5. Significance and Implications

• Overcoming Immune Imprinting: The study suggests that the EABR platform, particularly in a bivalent format, can break through immune imprinting to elicit broader, more diverse antibody responses in pre-vaccinated populations.
• Future Vaccine Design: The findings support the development of bivalent or multivalent EABR mRNA boosters as a strategy to confer durable protection against rapidly evolving viruses. The ability to induce polyclass responses reduces the likelihood of viral escape, as the virus would need to mutate multiple conserved epitope classes simultaneously.
• Mechanistic Innovation: The discovery of S heterotrimer formation and its potential role in intra-S crosslinking offers a new mechanistic target for vaccine design.
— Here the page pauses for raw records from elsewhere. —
impl TypeTable {
    /// Create a table with the default capacity and the three primitive
    /// types installed.
    pub fn new() -> Self {
        Self::with_capacity(DEFAULT_CAPACITY)
    }

    /// Create a table pre-sized for `capacity` slots.
    ///
    /// The primitives `bool`, `int`, `real` are installed at their fixed
    /// indices; they are never reclaimed.
    pub fn with_capacity(capacity: usize) -> Self {
        let capacity = capacity.max(TypeId::PRIMITIVE_COUNT as usize);
        let mut table = Self {
            kinds: Vec::with_capacity(capacity),
            cards: Vec::with_capacity(capacity),
            flags: Vec::with_capacity(capacity),
            names: Vec::with_capacity(capacity),
            descs: Vec::with_capacity(capacity),
            free_head: TypeId::NONE,
            live: 0,
            cons: ConsTable::new(),
            symtab: SymbolTable::new(),
            join_cache: FxHashMap::default(),
            meet_cache: FxHashMap::default(),
        };
        table.install_primitives();
        table
    }

    /// Install `bool`, `int`, `real` at indices 0, 1, 2.
    fn install_primitives(&mut self) {
        debug_assert!(self.kinds.is_empty());

        // bool: two values, small and extremal in its own component
        self.push_slot(Kind::Bool, 2, TypeFlags::SMALL_TYPE);
        // int: infinite, a strict subtype of real, so not maximal
        self.push_slot(Kind::Int, u32::MAX, TypeFlags::MINIMAL);
        // real: infinite, a strict supertype of int, so not minimal
        self.push_slot(Kind::Real, u32::MAX, TypeFlags::MAXIMAL);

        debug_assert_eq!(self.kinds.len() as u32, TypeId::PRIMITIVE_COUNT);
    }

    /// Append a fully formed payload-free slot (primitives only).
    fn push_slot(&mut self, kind: Kind, card: u32, flags: TypeFlags) {
        self.kinds.push(kind);
        self.cards.push(card);
        self.flags.push(flags);
        self.names.push(None);
        self.descs.push(TypeDesc::None);
        self.live += 1;
    }

    // === Slot allocation ===

    /// Claim an unused slot: pop the free list or append.
    ///
    /// The returned slot is blank (`Kind::Unused`); the caller fills it.
    ///
    /// # Panics
    /// Panics when the table has reached [`MAX_TYPES`] slots.
    #[allow(
        clippy::cast_possible_truncation,
        reason = "slot count is capped at MAX_TYPES, well inside u32"
    )]
    pub(crate) fn alloc(&mut self) -> TypeId {
        self.live += 1;
        if self.free_head.is_none() {
            let len = self.kinds.len();
            if len >= MAX_TYPES as usize {
                panic_table_full(len);
            }
            self.kinds.push(Kind::Unused);
            self.cards.push(0);
            self.flags.push(TypeFlags::empty());
            self.names.push(None);
            self.descs.push(TypeDesc::None);
            TypeId::from_raw(len as u32)
        } else {
            let id = self.free_head;
            self.free_head = TypeId::from_raw(self.cards[id.index()]);
            self.cards[id.index()] = 0;
            id
        }
    }

    /// Erase a slot and splice it onto the free list.
    ///
    /// Drops the slot's payload and its name reference. The caller must
    /// already have removed any hash-cons entry for the slot.
    pub(crate) fn erase_slot(&mut self, id: TypeId) {
        let i = id.index();
        debug_assert!(self.kinds[i] != Kind::Unused, "double free of {id:?}");
        self.names[i] = None;
        self.descs[i] = TypeDesc::None;
        self.flags[i] = TypeFlags::empty();
        self.kinds[i] = Kind::Unused;
        self.cards[i] = self.free_head.raw();
        self.free_head = id;
        self.live -= 1;
    }

    // === Queries ===

    /// Kind tag of a slot.
    #[inline]
    pub fn kind(&self, id: TypeId) -> Kind {
        self.kinds[id.index()]
    }

    /// Cardinality of a type, saturated at `u32::MAX`.
    ///
    /// # Panics
    /// Panics if `id` is not live (debug builds).
    #[inline]
    pub fn card(&self, id: TypeId) -> u32 {
        debug_assert!(self.is_live(id), "card of dead type {id:?}");
        self.cards[id.index()]
    }

    /// Cardinality flags of a type.
    #[inline]
    pub fn flags(&self, id: TypeId) -> TypeFlags {
        debug_assert!(self.is_live(id), "flags of dead type {id:?}");
        self.flags[id.index()]
    }

    /// Check if `id` denotes a live type in this table.
    #[inline]
    pub fn is_live(&self, id: TypeId) -> bool {
        !id.is_none() && id.index() < self.kinds.len() && self.kinds[id.index()] != Kind::Unused
    }

    /// Number of live types (primitives included).
    #[inline]
    pub fn live_count(&self) -> usize {
        self.live as usize
    }

    /// Number of slots ever allocated (live plus free).
    #[inline]
    pub fn slot_count(&self) -> usize {
        self.kinds.len()
    }

    /// Check if the cardinality of `id` is exact and finite.
    #[inline]
    pub fn is_finite(&self, id: TypeId) -> bool {
        self.flags(id).is_finite()
    }

    /// Check if the cardinality of `id` is exactly 1.
    #[inline]
    pub fn is_unit(&self, id: TypeId) -> bool {
        self.flags(id).is_unit()
    }

    /// Check if the cardinality of `id` is exact and fits in 32 bits.
    #[inline]
    pub fn is_small(&self, id: TypeId) -> bool {
        self.flags(id).is_small()
    }

    /// Check if `id` is maximal in the subtype lattice.
    #[inline]
    pub fn is_maximal(&self, id: TypeId) -> bool {
        self.flags(id).is_maximal()
    }

    /// Check if `id` is minimal in the subtype lattice.
    #[inline]
    pub fn is_minimal(&self, id: TypeId) -> bool {
        self.flags(id).is_minimal()
    }

    // === Payload accessors ===

    /// Width of a bitvector type.
    ///
    /// # Panics
    /// Panics if `id` is not a bitvector type.
    pub fn bv_width(&self, id: TypeId) -> u32 {
        debug_assert_eq!(self.kind(id), Kind::BitVector);
        match &self.descs[id.index()] {
            TypeDesc::BitWidth(w) => *w,
            _ => panic!("bitvector payload missing for {id:?}"),
        }
    }

    /// Cardinality parameter of a scalar type.
    ///
    /// # Panics
    /// Panics if `id` is not a scalar type.
    pub fn scalar_size(&self, id: TypeId) -> u32 {
        debug_assert_eq!(self.kind(id), Kind::Scalar);
        match &self.descs[id.index()] {
            TypeDesc::ScalarSize(size) => *size,
            _ => panic!("scalar payload missing for {id:?}"),
        }
    }

    /// Number of elements of a tuple type.
    ///
    /// # Panics
    /// Panics if `id` is not a tuple type.
    pub fn tuple_arity(&self, id: TypeId) -> usize {
        self.tuple_elems(id).len()
    }

    /// Element `i` of a tuple type.
    ///
    /// # Panics
    /// Panics if `id` is not a tuple type or `i` is out of bounds.
    pub fn tuple_elem(&self, id: TypeId, i: usize) -> TypeId {
        self.tuple_elems(id)[i]
    }

    /// All elements of a tuple type.
    ///
    /// # Panics
    /// Panics if `id` is not a tuple type.
    pub fn tuple_elems(&self, id: TypeId) -> &[TypeId] {
        debug_assert_eq!(self.kind(id), Kind::Tuple);
        match &self.descs[id.index()] {
            TypeDesc::Tuple(elems) => elems,
            _ => panic!("tuple payload missing for {id:?}"),
        }
    }

    /// Domain arity of a function type.
    ///
    /// # Panics
    /// Panics if `id` is not a function type.
    pub fn function_arity(&self, id: TypeId) -> usize {
        self.function_sig(id).len() - 1
    }

    /// Domain of a function type.
    ///
    /// # Panics
    /// Panics if `id` is not a function type.
    pub fn function_domain(&self, id: TypeId) -> &[TypeId] {
        let sig = self.function_sig(id);
        &sig[..sig.len() - 1]
    }

    /// Domain type `i` of a function type.
    ///
    /// # Panics
    /// Panics if `id` is not a function type or `i` is out of bounds.
    pub fn function_domain_at(&self, id: TypeId, i: usize) -> TypeId {
        self.function_domain(id)[i]
    }

    /// Range of a function type.
    ///
    /// # Panics
    /// Panics if `id` is not a function type.
    pub fn function_range(&self, id: TypeId) -> TypeId {
        let sig = self.function_sig(id);
        sig[sig.len() - 1]
    }

    /// Full signature of a function type: domain then range.
    pub(crate) fn function_sig(&self, id: TypeId) -> &[TypeId] {
        debug_assert_eq!(self.kind(id), Kind::Function);
        match &self.descs[id.index()] {
            TypeDesc::Function(sig) => sig,
            _ => panic!("function payload missing for {id:?}"),
        }
    }

    /// Payload of a slot (collector use).
    #[inline]
    pub(crate) fn desc(&self, id: TypeId) -> &TypeDesc {
        &self.descs[id.index()]
    }

    /// Set or clear the transient GC mark on a slot.
    #[inline]
    pub(crate) fn set_mark(&mut self, id: TypeId, on: bool) {
        self.flags[id.index()].set(TypeFlags::GC_MARK, on);
    }

    /// Check the transient GC mark on a slot.
    #[inline]
    pub(crate) fn is_marked(&self, id: TypeId) -> bool {
        self.flags[id.index()].contains(TypeFlags::GC_MARK)
    }

    /// Borrowed hash-cons shape of a live compound type.
    ///
    /// # Panics
    /// Panics if the slot's kind is not hash-consed.
    pub(crate) fn shape_of(&self, id: TypeId) -> ShapeRef<'_> {
        match &self.descs[id.index()] {
            TypeDesc::BitWidth(width) => ShapeRef::BitVector { width: *width },
            TypeDesc::Tuple(elems) => ShapeRef::Tuple { elems },
            TypeDesc::Function(sig) => ShapeRef::Function { sig },
            desc => panic!("no hash-cons shape for {:?} ({desc:?})", self.kind(id)),
        }
    }

    // === Cardinality arithmetic ===

    /// Product of the cardinalities of `elems`, saturated at `u32::MAX`.
    ///
    /// The boolean reports exactness: false once the product reaches the
    /// saturation value (a saturated operand forces saturation).
    #[allow(
        clippy::cast_possible_truncation,
        reason = "accumulator is checked below u32::MAX before the cast"
    )]
    pub(crate) fn sat_product(&self, elems: &[TypeId]) -> (u32, bool) {
        let mut acc: u64 = 1;
        for &t in elems {
            acc *= u64::from(self.card(t));
            if acc >= u64::from(u32::MAX) {
                return (u32::MAX, false);
            }
        }
        (acc as u32, true)
    }

    /// Product of the cardinalities of `elems`, saturated at `u32::MAX`.
    pub fn card_of_product(&self, elems: &[TypeId]) -> u32 {
        self.sat_product(elems).0
    }

    /// Cardinality of a function's domain (product over domain types).
    pub fn card_of_domain(&self, f: TypeId) -> u32 {
        self.sat_product(self.function_domain(f)).0
    }

    /// Cardinality of a function's range.
    pub fn card_of_range(&self, f: TypeId) -> u32 {
        self.card(self.function_range(f))
    }

    /// Check if every domain type of a function is finite.
    pub fn has_finite_domain(&self, f: TypeId) -> bool {
        self.function_domain(f)
            .iter()
            .all(|&d| self.flags(d).is_finite())
    }

    /// Check if a function's range is finite.
    pub fn has_finite_range(&self, f: TypeId) -> bool {
        self.flags(self.function_range(f)).is_finite()
    }

    // === Naming ===

    /// Bind `name` to `id`, shadowing any previous binding of `name`.
    ///
    /// If the type has no display name yet, `name` is also recorded on the
    /// slot. A later `set_name` on the same type binds in the symbol table
    /// but leaves the recorded display name untouched: the *first* name
    /// sticks.
    ///
    /// # Panics
    /// Panics if `id` is not live (debug builds).
    pub fn set_name(&mut self, id: TypeId, name: Rc<str>) {
        debug_assert!(self.is_live(id), "naming dead type {id:?}");
        let slot = &mut self.names[id.index()];
        if slot.is_none() {
            *slot = Some(name.clone());
        }
        self.symtab.bind(name, id);
    }

    /// The type currently bound to `name`, or [`TypeId::NONE`].
    pub fn lookup(&self, name: &str) -> TypeId {
        self.symtab.lookup(name)
    }

    /// Remove the visible binding of `name`, revealing the shadowed one.
    ///
    /// Returns the unbound id, or [`TypeId::NONE`] if nothing was bound.
    pub fn remove_name(&mut self, name: &str) -> TypeId {
        self.symtab.unbind(name)
    }

    /// Display name recorded on the type, if any.
    pub fn name_of(&self, id: TypeId) -> Option<&str> {
        self.names[id.index()].as_deref()
    }

    // === Printing ===

    /// Displayable view of a type.
    ///
    /// Named types print their recorded name; anonymous types print
    /// structurally, e.g. `(-> int (tuple bool (bitvector 8)))`.
    pub fn display(&self, id: TypeId) -> TypeDisplay<'_> {
        TypeDisplay { table: self, id }
    }
}
use super::*;

#[test]
fn canonical_combinations_nest() {
    // unit ⊂ small ⊂ large ⊂ infinite, in terms of cleared bits
    assert!(TypeFlags::UNIT_TYPE.contains(TypeFlags::SMALL_TYPE));
    assert!(TypeFlags::SMALL_TYPE.contains(TypeFlags::LARGE_TYPE));
    assert!(TypeFlags::LARGE_TYPE.contains(TypeFlags::INFINITE_TYPE));
}

#[test]
fn unit_implies_small_and_finite() {
    let f = TypeFlags::UNIT_TYPE;
    assert!(f.is_unit());
    assert!(f.is_small());
    assert!(f.is_finite());
    assert!(f.is_maximal());
    assert!(f.is_minimal());
}

#[test]
fn infinite_is_neither_finite_nor_small() {
    let f = TypeFlags::INFINITE_TYPE;
    assert!(!f.is_finite());
    assert!(!f.is_small());
    assert!(!f.is_unit());
}

#[test]
fn conjunction_of_nothing_is_full_mask() {
    assert_eq!(TypeFlags::conjunction([]), TypeFlags::CARD_MASK);
}

#[test]
fn conjunction_intersects_all_children() {
    let combined = TypeFlags::conjunction([TypeFlags::SMALL_TYPE, TypeFlags::INFINITE_TYPE]);
    assert_eq!(combined, TypeFlags::INFINITE_TYPE);

    // int (minimal only) against real (maximal only) leaves nothing
    let int_like = TypeFlags::MINIMAL;
    let real_like = TypeFlags::MAXIMAL;
    assert_eq!(
        TypeFlags::conjunction([int_like, real_like]),
        TypeFlags::empty()
    );
}

#[test]
fn gc_mark_never_propagates() {
    let marked = TypeFlags::SMALL_TYPE | TypeFlags::GC_MARK;
    let combined = TypeFlags::conjunction([marked, TypeFlags::SMALL_TYPE]);
    assert!(!combined.contains(TypeFlags::GC_MARK));
    assert_eq!(combined, TypeFlags::SMALL_TYPE);
}
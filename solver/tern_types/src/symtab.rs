//! Name bindings with shadowing.
//!
//! A string-keyed multi-map of binding stacks: rebinding a name pushes a
//! new binding that shadows the previous one, and unbinding pops it back
//! into view. All bindings — shadowed ones included — count as collector
//! roots.
//!
//! Names are reference-counted (`Rc<str>`). The table's map key holds one
//! reference while any binding for the name exists; it is dropped when the
//! last binding is removed. Note the asymmetry with the per-type display
//! name stored on the descriptor: that one records the *first* name a type
//! was ever given and is untouched by rebinding (see
//! [`TypeTable::set_name`](crate::TypeTable::set_name)).

use std::rc::Rc;

use rustc_hash::FxHashMap;
use smallvec::SmallVec;

use crate::idx::TypeId;

/// Name -> binding-stack map.
#[derive(Default)]
pub(crate) struct SymbolTable {
    /// Binding stacks; the top of each stack is the visible binding.
    /// Stacks are never empty — the entry is removed with its last binding.
    bindings: FxHashMap<Rc<str>, SmallVec<[TypeId; 2]>>,
}

impl SymbolTable {
    pub(crate) fn new() -> Self {
        Self::default()
    }

    /// Push a binding for `name`, shadowing any current one.
    pub(crate) fn bind(&mut self, name: Rc<str>, id: TypeId) {
        self.bindings.entry(name).or_default().push(id);
    }

    /// The visible binding for `name`, or [`TypeId::NONE`].
    pub(crate) fn lookup(&self, name: &str) -> TypeId {
        match self.bindings.get(name) {
            Some(stack) => *stack.last().unwrap_or(&TypeId::NONE),
            None => TypeId::NONE,
        }
    }

    /// Pop the visible binding for `name`, revealing the shadowed one.
    ///
    /// Returns the popped id, or [`TypeId::NONE`] if the name was unbound.
    /// Dropping the map key with the last binding releases the table's
    /// reference on the name.
    pub(crate) fn unbind(&mut self, name: &str) -> TypeId {
        let Some(stack) = self.bindings.get_mut(name) else {
            return TypeId::NONE;
        };
        let popped = stack.pop().unwrap_or(TypeId::NONE);
        if stack.is_empty() {
            self.bindings.remove(name);
        }
        popped
    }

    /// All bound ids, shadowed bindings included.
    pub(crate) fn bound_ids(&self) -> impl Iterator<Item = TypeId> + '_ {
        self.bindings.values().flat_map(|stack| stack.iter().copied())
    }

    /// Total number of bindings across all names.
    #[cfg(test)]
    pub(crate) fn binding_count(&self) -> usize {
        self.bindings.values().map(SmallVec::len).sum()
    }
}

#[cfg(test)]
mod tests;
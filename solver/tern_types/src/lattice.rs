//! Join and meet over the subtype lattice.
//!
//! The subtype relation is reflexive, `int <= real`, tuples lift
//! covariantly componentwise, and functions are invariant in the domain
//! and covariant in the range. Every other pair of distinct types is
//! incomparable.
//!
//! `join` returns the least common supertype, `meet` the greatest common
//! subtype; both return [`TypeId::NONE`] for incompatible pairs. Results —
//! including incompatibilities — are memoized per table, keyed by the
//! ordered id pair. Negative memoization is load-bearing: repeated
//! compatibility probes over incompatible pairs must stay cheap.
//!
//! Both operations may create intermediate types (the lifted tuple or
//! function results); that is part of the contract.

use rustc_hash::FxHashMap;
use smallvec::SmallVec;

use crate::idx::TypeId;
use crate::kind::Kind;
use crate::table::TypeTable;

/// Which lattice bound to compute. Join and meet share one skeleton.
#[derive(Copy, Clone, Eq, PartialEq, Debug)]
enum Bound {
    /// Least upper bound.
    Join,
    /// Greatest lower bound.
    Meet,
}

impl TypeTable {
    /// Least common supertype of `t1` and `t2`, or [`TypeId::NONE`].
    pub fn join(&mut self, t1: TypeId, t2: TypeId) -> TypeId {
        self.bound(t1, t2, Bound::Join)
    }

    /// Greatest common subtype of `t1` and `t2`, or [`TypeId::NONE`].
    pub fn meet(&mut self, t1: TypeId, t2: TypeId) -> TypeId {
        self.bound(t1, t2, Bound::Meet)
    }

    /// Check whether `t1` is a subtype of `t2`.
    ///
    /// May create intermediate types, like [`join`](Self::join).
    pub fn is_subtype(&mut self, t1: TypeId, t2: TypeId) -> bool {
        self.join(t1, t2) == t2
    }

    /// Check whether `t1` and `t2` have a common supertype.
    pub fn is_compatible(&mut self, t1: TypeId, t2: TypeId) -> bool {
        !self.join(t1, t2).is_none()
    }

    /// Shared join/meet skeleton: cheap path, cache, recursive lift.
    fn bound(&mut self, t1: TypeId, t2: TypeId, which: Bound) -> TypeId {
        debug_assert!(
            self.is_live(t1) && self.is_live(t2),
            "lattice query over dead types"
        );

        if let Some(result) = self.bound_cheap(t1, t2, which) {
            return result;
        }

        // Join and meet are symmetric; normalize the cache key.
        let key = if t1 < t2 { (t1, t2) } else { (t2, t1) };
        if let Some(&cached) = self.cache(which).get(&key) {
            return cached;
        }

        // The cheap path has resolved everything except same-kind,
        // same-arity tuple and function pairs.
        let result = match self.kind(key.0) {
            Kind::Tuple => self.bound_tuples(key.0, key.1, which),
            Kind::Function => self.bound_functions(key.0, key.1, which),
            kind => unreachable!("cheap path missed kind {kind:?}"),
        };

        self.cache_mut(which).insert(key, result);
        result
    }

    /// Resolve every pair that needs no recursion.
    ///
    /// Returns `None` exactly when both ids are tuples of equal arity or
    /// functions of equal arity — the cases the deep path handles.
    fn bound_cheap(&self, t1: TypeId, t2: TypeId, which: Bound) -> Option<TypeId> {
        if t1 == t2 {
            return Some(t1);
        }

        // The one primitive subtyping axiom: int <= real.
        let int_real = (t1 == TypeId::INT && t2 == TypeId::REAL)
            || (t1 == TypeId::REAL && t2 == TypeId::INT);
        if int_real {
            return Some(match which {
                Bound::Join => TypeId::REAL,
                Bound::Meet => TypeId::INT,
            });
        }

        let (k1, k2) = (self.kind(t1), self.kind(t2));
        if k1 != k2 {
            return Some(TypeId::NONE);
        }
        match k1 {
            Kind::Tuple if self.tuple_arity(t1) == self.tuple_arity(t2) => None,
            Kind::Function if self.function_arity(t1) == self.function_arity(t2) => None,
            // Distinct leaves (bitvectors of different widths, distinct
            // scalar or uninterpreted sorts) and arity mismatches.
            _ => Some(TypeId::NONE),
        }
    }

    /// Componentwise bound of two equal-arity tuples.
    fn bound_tuples(&mut self, t1: TypeId, t2: TypeId, which: Bound) -> TypeId {
        let arity = self.tuple_arity(t1);
        let mut lifted: SmallVec<[TypeId; 8]> = SmallVec::with_capacity(arity);
        for i in 0..arity {
            let (a, b) = (self.tuple_elem(t1, i), self.tuple_elem(t2, i));
            let bound = self.bound(a, b, which);
            if bound.is_none() {
                return TypeId::NONE;
            }
            lifted.push(bound);
        }
        self.tuple(&lifted)
    }

    /// Range-lifted bound of two equal-arity functions.
    ///
    /// Functions are invariant in the domain: the domains must agree
    /// element for element (hash consing makes that an id comparison).
    fn bound_functions(&mut self, t1: TypeId, t2: TypeId, which: Bound) -> TypeId {
        if self.function_domain(t1) != self.function_domain(t2) {
            return TypeId::NONE;
        }
        let domain: SmallVec<[TypeId; 8]> = SmallVec::from_slice(self.function_domain(t1));
        let (r1, r2) = (self.function_range(t1), self.function_range(t2));
        let range = self.bound(r1, r2, which);
        if range.is_none() {
            return TypeId::NONE;
        }
        self.function(&domain, range)
    }

    fn cache(&self, which: Bound) -> &FxHashMap<(TypeId, TypeId), TypeId> {
        match which {
            Bound::Join => &self.join_cache,
            Bound::Meet => &self.meet_cache,
        }
    }

    fn cache_mut(&mut self, which: Bound) -> &mut FxHashMap<(TypeId, TypeId), TypeId> {
        match which {
            Bound::Join => &mut self.join_cache,
            Bound::Meet => &mut self.meet_cache,
        }
    }
}

#[cfg(test)]
mod tests;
It suggests that the physical presentation of antigens (e.g., on eVLPs or as heterotrimers) is as critical as the antigen sequence itself for driving cross-reactive immunity.
• Pandemic Preparedness: This platform could reduce the need for frequent, variant-specific updates by providing a "broad-spectrum" booster that maintains efficacy against current and future variants.

Limitations Noted: The study used older variants (BA.5, BQ.1.1) due to the timeline of the research; future work is needed to test against currently circulating variants (e.g., JN.1). Additionally, while the polyclass response was observed, the translation to in vivo protection against severe disease in humans requires further clinical investigation.